Tonbridge and Malling and Tunbridge Wells councils award major environmental services deal starting April 2027.
The Contract Details
Two Kent councils have stuck with what they know. Tonbridge and Malling Borough Council and Tunbridge Wells Borough Council have handed their existing waste contractor another 12 years of work – a hefty deal that starts 1 April 2027.
FCC Environment gets to keep doing what it’s already doing across both areas: household recycling, waste collection and street cleansing. TMBC calls it the largest jointly commissioned service between the councils. Which it is.
But why no change? The councils evaluated bids using a 60% price and 40% quality weighting – criteria councillors approved back in March 2025.
Why Continuity Won
The procurement used the Competitive Flexible Procedure. Early supplier engagement, formal dialogue phases, the full works. FCC Environment came out on top.
Officials reckon keeping the current operator delivers a smooth transition and maintains consistent services. There’s sense in that – FCC Environment knows the local routes, depot arrangements and collection patterns inside out. They’ve been doing it for years.
Mind you, residents might wonder whether a fresh face could’ve brought new ideas or savings. The councils framed this as best value, balancing cost with quality.

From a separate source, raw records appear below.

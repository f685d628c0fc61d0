use std::collections::BTreeMap;
use std::str::FromStr;
use std::sync::Arc;

use rust_decimal::Decimal;
use serde::Serialize;
use serde_json::{json, Map, Value as JsonValue};

use sqlscore_core::{ExecutionError, ExecutionHandle, Row, Value};

use crate::errors::MetricError;
use crate::metric::Metric;
use crate::model::{ErrorOrigin, EvaluationContext, MetricResult};

/// Knobs for result-set comparison.
#[derive(Debug, Clone, PartialEq, Eq)]
pub struct ExecutionOptions {
    /// Decimal places kept when comparing non-integral numbers.
    pub float_precision: u32,
    /// Missing/extra rows reported on a mismatch.
    pub sample_rows: usize,
    /// Extra attempts for transient (connection) failures.
    pub retries: u32,
}

impl Default for ExecutionOptions {
    fn default() -> Self {
        Self {
            float_precision: 10,
            sample_rows: 5,
            retries: 0,
        }
    }
}

/// Result-set equivalence: both statements are run and their rows compared
/// as multisets. Scores are exactly 1.0 or 0.0.
#[derive(Debug, Clone, Default)]
pub struct ExecutionAccuracy {
    options: ExecutionOptions,
}

/// A column value reduced to the form used for equality.
#[derive(Debug, Clone, PartialEq, Eq, Hash, PartialOrd, Ord, Serialize)]
#[serde(untagged)]
pub enum NormalizedValue {
    Null,
    Bool(bool),
    Int(i64),
    /// Non-integral number, rounded and without trailing zeros.
    Decimal(String),
    Text(String),
    Temporal(String),
    Array(Vec<NormalizedValue>),
}

pub type NormalizedRow = Vec<NormalizedValue>;

impl ExecutionAccuracy {
    pub fn new(options: ExecutionOptions) -> Self {
        Self { options }
    }

    pub fn options(&self) -> &ExecutionOptions {
        &self.options
    }

    fn run(&self, handle: &Arc<dyn ExecutionHandle>, sql: &str) -> Result<Vec<Row>, ExecutionError> {
        let mut attempt = 0;
        loop {
            match handle.execute(sql) {
                Err(err) if err.kind.is_transient() && attempt < self.options.retries => {
                    attempt += 1;
                    tracing::warn!(
                        event = "statement_retry",
                        backend = handle.backend(),
                        attempt,
                        error = %err,
                    );
                }
                outcome => return outcome,
            }
        }
    }

    pub fn normalize_value(&self, value: &Value) -> NormalizedValue {
        normalize_value(value, self.options.float_precision)
    }

    fn normalize_rows(&self, rows: &[Row]) -> Vec<NormalizedRow> {
        rows.iter()
            .map(|row| row.iter().map(|value| self.normalize_value(value)).collect())
            .collect()
    }
}

impl Metric for ExecutionAccuracy {
    fn name(&self) -> &'static str {
        "execution_accuracy"
    }

    fn score(&self, context: &EvaluationContext) -> Result<MetricResult, MetricError> {
        let handle = context
            .execution_handle
            .as_ref()
            .ok_or(MetricError::MissingHandle("execution_accuracy"))?;
        if context.reference_sql.trim().is_empty() {
            return Err(MetricError::EmptyReference);
        }
        if context.predicted_sql.trim().is_empty() {
            return Err(MetricError::EmptyPrediction);
        }

        let reference = self.run(handle, &context.reference_sql);
        let predicted = self.run(handle, &context.predicted_sql);

        let (reference_rows, predicted_rows) = match (reference, predicted) {
            (Err(err), predicted) => {
                tracing::warn!(
                    event = "reference_query_failed",
                    question_id = %context.question_id,
                    error = %err,
                );
                let mut details = Map::new();
                details.insert("reference_error".into(), serde_json::to_value(&err)?);
                if let Err(predicted_err) = &predicted {
                    details.insert("predicted_error".into(), serde_json::to_value(predicted_err)?);
                }
                return Ok(MetricResult::failed(
                    self.name(),
                    ErrorOrigin::Reference,
                    MetricError::Reference(err).to_string(),
                    details,
                ));
            }
            (Ok(_), Err(err)) => {
                let mut details = Map::new();
                details.insert("predicted_error".into(), serde_json::to_value(&err)?);
                return Ok(MetricResult::failed(
                    self.name(),
                    ErrorOrigin::Prediction,
                    MetricError::Prediction(err).to_string(),
                    details,
                ));
            }
            (Ok(reference), Ok(predicted)) => (reference, predicted),
        };

        let comparison = compare_results(
            &self.normalize_rows(&reference_rows),
            &self.normalize_rows(&predicted_rows),
            self.options.sample_rows,
        );
        let score = if comparison.matches { 1.0 } else { 0.0 };
        Ok(MetricResult::scored(self.name(), score, comparison.matches, comparison.details))
    }
}

/// Canonical comparison form of one value.
///
/// Integral numbers of any type compare equal to the same integer; other
/// numbers are rounded to `precision` places. Text is trimmed.
pub fn normalize_value(value: &Value, precision: u32) -> NormalizedValue {
    match value {
        Value::Null => NormalizedValue::Null,
        Value::Bool(flag) => NormalizedValue::Bool(*flag),
        Value::Int(number) => NormalizedValue::Int(*number),
        Value::Float(number) => normalize_float(*number, precision),
        Value::Numeric(text) => match Decimal::from_str(text.trim()) {
            Ok(decimal) => normalize_decimal(decimal, precision),
            Err(_) => NormalizedValue::Text(text.trim().to_string()),
        },
        Value::Text(text) | Value::Other(text) => NormalizedValue::Text(text.trim().to_string()),
        Value::Uuid(text) => NormalizedValue::Text(text.trim().to_ascii_lowercase()),
        Value::Date(text) | Value::Time(text) | Value::Timestamp(text) | Value::TimestampTz(text) => {
            NormalizedValue::Temporal(text.trim().to_string())
        }
        Value::Interval { .. } => NormalizedValue::Temporal(value.to_string()),
        Value::Array(items) => NormalizedValue::Array(
            items
                .iter()
                .map(|item| normalize_value(item, precision))
                .collect(),
        ),
    }
}

fn normalize_float(number: f64, precision: u32) -> NormalizedValue {
    if !number.is_finite() {
        return NormalizedValue::Text(number.to_string());
    }
    if number.fract() == 0.0 && number.abs() < i64::MAX as f64 {
        return NormalizedValue::Int(number as i64);
    }
    let rendered = format!("{number:.prec$}", prec = precision as usize);
    let trimmed = trim_decimal(&rendered);
    match trimmed.parse::<i64>() {
        Ok(integer) => NormalizedValue::Int(integer),
        Err(_) => NormalizedValue::Decimal(trimmed),
    }
}

fn normalize_decimal(decimal: Decimal, precision: u32) -> NormalizedValue {
    let rounded = decimal.round_dp(precision).normalize();
    if rounded.fract().is_zero() {
        if let Ok(integer) = i64::try_from(rounded) {
            return NormalizedValue::Int(integer);
        }
    }
    NormalizedValue::Decimal(trim_decimal(&rounded.to_string()))
}

fn trim_decimal(text: &str) -> String {
    let trimmed = if text.contains('.') {
        text.trim_end_matches('0').trim_end_matches('.')
    } else {
        text
    };
    if trimmed == "-0" {
        "0".to_string()
    } else {
        trimmed.to_string()
    }
}

/// Outcome of comparing two normalized result sets.
#[derive(Debug, Clone)]
pub struct Comparison {
    pub matches: bool,
    pub details: Map<String, JsonValue>,
}

fn multiset(rows: &[NormalizedRow]) -> BTreeMap<&NormalizedRow, usize> {
    let mut counts = BTreeMap::new();
    for row in rows {
        *counts.entry(row).or_insert(0) += 1;
    }
    counts
}

/// Rows of `left` not matched in `right`, with multiplicity, first `limit`.
fn difference_sample(
    left: &BTreeMap<&NormalizedRow, usize>,
    right: &BTreeMap<&NormalizedRow, usize>,
    limit: usize,
) -> (usize, Vec<JsonValue>) {
    let mut total = 0;
    let mut sample = Vec::new();
    for (row, count) in left {
        let surplus = count.saturating_sub(right.get(row).copied().unwrap_or(0));
        total += surplus;
        for _ in 0..surplus {
            if sample.len() < limit {
                sample.push(json!(row));
            }
        }
    }
    (total, sample)
}

/// Order-insensitive, duplicate-sensitive row comparison.
pub fn compare_results(
    reference: &[NormalizedRow],
    predicted: &[NormalizedRow],
    sample_rows: usize,
) -> Comparison {
    let mut details = Map::new();
    details.insert("reference_rows".into(), json!(reference.len()));
    details.insert("predicted_rows".into(), json!(predicted.len()));

    if reference.len() != predicted.len() {
        details.insert("reason".into(), json!("row_count_mismatch"));
        return Comparison {
            matches: false,
            details,
        };
    }
    if reference.is_empty() {
        details.insert("reason".into(), json!("both_empty"));
        return Comparison {
            matches: true,
            details,
        };
    }

    let left = multiset(reference);
    let right = multiset(predicted);
    if left == right {
        return Comparison {
            matches: true,
            details,
        };
    }

    let (missing, missing_sample) = difference_sample(&left, &right, sample_rows);
    let (extra, extra_sample) = difference_sample(&right, &left, sample_rows);
    let intersection = reference.len() - missing;
    let union = intersection + missing + extra;
    let overlap = if union == 0 {
        0.0
    } else {
        intersection as f64 / union as f64
    };

    details.insert("reason".into(), json!("row_content_mismatch"));
    details.insert("missing_rows".into(), json!(missing));
    details.insert("extra_rows".into(), json!(extra));
    details.insert("missing_sample".into(), JsonValue::Array(missing_sample));
    details.insert("extra_sample".into(), JsonValue::Array(extra_sample));
    details.insert("overlap".into(), json!(overlap));
    Comparison {
        matches: false,
        details,
    }
}

#[cfg(test)]
mod tests {
    use super::*;

    fn rows(values: &[&[Value]]) -> Vec<NormalizedRow> {
        values
            .iter()
            .map(|row| row.iter().map(|value| normalize_value(value, 10)).collect())
            .collect()
    }

    #[test]
    fn numbers_of_different_types_compare_equal() {
        assert_eq!(normalize_value(&Value::Float(3.0), 10), NormalizedValue::Int(3));
        assert_eq!(
            normalize_value(&Value::Numeric("3.000".into()), 10),
            NormalizedValue::Int(3)
        );
        assert_eq!(
            normalize_value(&Value::Float(0.1), 10),
            normalize_value(&Value::Numeric("0.10".into()), 10)
        );
        assert_eq!(
            normalize_value(&Value::Float(1.0 / 3.0), 4),
            NormalizedValue::Decimal("0.3333".into())
        );
    }

    #[test]
    fn arrays_and_intervals_compare_by_content() {
        let one_day = Value::Interval {
            months: 0,
            days: -1,
            microseconds: 0,
        };
        let two_days = Value::Interval {
            months: 0,
            days: -2,
            microseconds: 0,
        };
        assert_ne!(normalize_value(&one_day, 10), normalize_value(&two_days, 10));

        let floats = Value::Array(vec![Value::Float(1.5), Value::Float(2.0)]);
        let numerics = Value::Array(vec![Value::Numeric("1.50".into()), Value::Int(2)]);
        assert_eq!(normalize_value(&floats, 10), normalize_value(&numerics, 10));
        assert_ne!(
            normalize_value(&Value::Array(vec![Value::Float(1.5)]), 10),
            normalize_value(&Value::Array(vec![Value::Float(2.5)]), 10)
        );
    }

    #[test]
    fn text_is_trimmed() {
        assert_eq!(
            normalize_value(&Value::Text("  SP ".into()), 10),
            NormalizedValue::Text("SP".into())
        );
    }

    #[test]
    fn duplicates_matter_but_order_does_not() {
        let reference = rows(&[&[Value::Int(1)], &[Value::Int(1)], &[Value::Int(2)]]);
        let reordered = rows(&[&[Value::Int(2)], &[Value::Int(1)], &[Value::Int(1)]]);
        let deduplicated = rows(&[&[Value::Int(1)], &[Value::Int(2)], &[Value::Int(2)]]);

        assert!(compare_results(&reference, &reordered, 5).matches);

        let comparison = compare_results(&reference, &deduplicated, 5);
        assert!(!comparison.matches);
        assert_eq!(comparison.details["missing_rows"], json!(1));
        assert_eq!(comparison.details["extra_rows"], json!(1));
        assert_eq!(comparison.details["overlap"], json!(0.5));
        assert_eq!(comparison.details["missing_sample"], json!([[1]]));
    }

    #[test]
    fn row_count_mismatch_short_circuits() {
        let comparison = compare_results(&rows(&[&[Value::Int(1)]]), &[], 5);
        assert!(!comparison.matches);
        assert_eq!(comparison.details["reason"], json!("row_count_mismatch"));
    }

    #[test]
    fn empty_results_match() {
        assert!(compare_results(&[], &[], 5).matches);
    }
}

What Changes for Households
Not much.
TMBC says the current service already meets the Government’s Simpler Recycling requirements. No major upheaval when the new contract kicks in, then. Bin days stay the same. Recycling categories unchanged. Collection frequencies as they were.

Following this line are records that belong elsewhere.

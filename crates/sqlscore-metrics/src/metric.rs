use std::collections::BTreeMap;
use std::panic::{self, AssertUnwindSafe};
use std::sync::Arc;
use std::time::Instant;

use serde_json::Map;

use sqlscore_core::panic_message;

use crate::component::ComponentMatching;
use crate::errors::MetricError;
use crate::exact_match::ExactMatch;
use crate::execution_accuracy::{ExecutionAccuracy, ExecutionOptions};
use crate::model::{ErrorOrigin, EvaluationContext, MetricKind, MetricResult};

/// A SQL-equivalence metric.
///
/// Implementations provide [`Metric::score`]; callers use
/// [`Metric::evaluate`], which never fails.
pub trait Metric: Send + Sync {
    fn name(&self) -> &'static str;

    fn score(&self, context: &EvaluationContext) -> Result<MetricResult, MetricError>;

    /// Score one example, turning errors and panics into a zero score.
    fn evaluate(&self, context: &EvaluationContext) -> MetricResult {
        let started = Instant::now();
        let outcome = panic::catch_unwind(AssertUnwindSafe(|| self.score(context)));
        let result = match outcome {
            Ok(Ok(result)) => result,
            Ok(Err(err)) => MetricResult::failed(self.name(), err.origin(), err.to_string(), Map::new()),
            Err(payload) => MetricResult::failed(
                self.name(),
                ErrorOrigin::Metric,
                format!("metric panicked: {}", panic_message(payload.as_ref())),
                Map::new(),
            ),
        };

        if let Some(error) = &result.error_message {
            tracing::debug!(
                event = "metric_failed",
                metric = self.name(),
                question_id = %context.question_id,
                error = %error,
            );
        }
        tracing::trace!(
            event = "metric_evaluated",
            metric = self.name(),
            question_id = %context.question_id,
            score = result.score,
            duration_ms = started.elapsed().as_millis() as u64,
        );
        result
    }
}

/// An ordered set of metrics applied together to each example.
#[derive(Clone, Default)]
pub struct MetricSuite {
    metrics: Vec<Arc<dyn Metric>>,
}

impl MetricSuite {
    pub fn new(metrics: Vec<Arc<dyn Metric>>) -> Self {
        Self { metrics }
    }

    /// Build the shipped metrics for `kinds`, in the given order.
    pub fn from_kinds(kinds: &[MetricKind], execution: ExecutionOptions) -> Self {
        let metrics = kinds
            .iter()
            .map(|kind| -> Arc<dyn Metric> {
                match kind {
                    MetricKind::ExactMatch => Arc::new(ExactMatch),
                    MetricKind::ComponentMatching => Arc::new(ComponentMatching::default()),
                    MetricKind::ExecutionAccuracy => {
                        Arc::new(ExecutionAccuracy::new(execution.clone()))
                    }
                }
            })
            .collect();
        Self { metrics }
    }

    pub fn names(&self) -> Vec<&'static str> {
        self.metrics.iter().map(|metric| metric.name()).collect()
    }

    pub fn len(&self) -> usize {
        self.metrics.len()
    }

    pub fn is_empty(&self) -> bool {
        self.metrics.is_empty()
    }

    /// Run every metric on one example, keyed by metric name.
    pub fn evaluate(&self, context: &EvaluationContext) -> BTreeMap<String, MetricResult> {
        self.metrics
            .iter()
            .map(|metric| (metric.name().to_string(), metric.evaluate(context)))
            .collect()
    }
}

impl std::fmt::Debug for MetricSuite {
    fn fmt(&self, f: &mut std::fmt::Formatter<'_>) -> std::fmt::Result {
        f.debug_struct("MetricSuite")
            .field("metrics", &self.names())
            .finish()
    }
}

#[cfg(test)]
mod tests {
    use super::*;

    struct Exploding;

    impl Metric for Exploding {
        fn name(&self) -> &'static str {
            "exploding"
        }

        fn score(&self, _context: &EvaluationContext) -> Result<MetricResult, MetricError> {
            panic!("parser bug")
        }
    }

    #[test]
    fn panics_become_zero_scores() {
        let result = Exploding.evaluate(&EvaluationContext::new("q1", "SELECT 1", "SELECT 1"));
        assert_eq!(result.score, 0.0);
        assert!(!result.is_correct);
        assert_eq!(result.error_origin, Some(ErrorOrigin::Metric));
        assert_eq!(result.error_message.as_deref(), Some("metric panicked: parser bug"));
    }

    #[test]
    fn suite_keys_results_by_metric_name() {
        let suite = MetricSuite::from_kinds(
            &[MetricKind::ExactMatch, MetricKind::ComponentMatching],
            ExecutionOptions::default(),
        );
        let results = suite.evaluate(&EvaluationContext::new("q1", "SELECT a FROM t", "select a from t"));
        assert_eq!(suite.names(), vec!["exact_match", "component_matching"]);
        assert_eq!(results["exact_match"].score, 1.0);
        assert_eq!(results["component_matching"].score, 1.0);
    }
}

For most households, the biggest difference will be invisible – new contract paperwork rather than anything happening on their street.
The Bigger Picture
Waste contracts aren’t glamorous, but they matter. Street cleanliness, recycling performance, household collections – they touch every resident’s daily life. Get them wrong and you hear about it.
A 12-year term provides stability. But it also locks in current approaches until the late 2030s – a long time in local government. The councils now face two years of transition and mobilisation work.
Key Takeaways
- FCC Environment retains the joint waste contract for Tonbridge and Malling and Tunbridge Wells from April 2027
- The 12-year deal was awarded after evaluation weighted 60% on price and 40% on quality
- Services should continue largely unchanged as they already meet Simpler Recycling requirements
What This Means for Kent Residents
Households across both council areas can expect continuity in their bin collections and street cleaning when the new contract begins in 2027. The decision to retain the existing contractor suggests minimal disruption to established collection days and recycling arrangements. With two years until the contract starts, residents will likely receive updates about any minor changes as the transition approaches, though officials indicate the current service model will largely continue unchanged.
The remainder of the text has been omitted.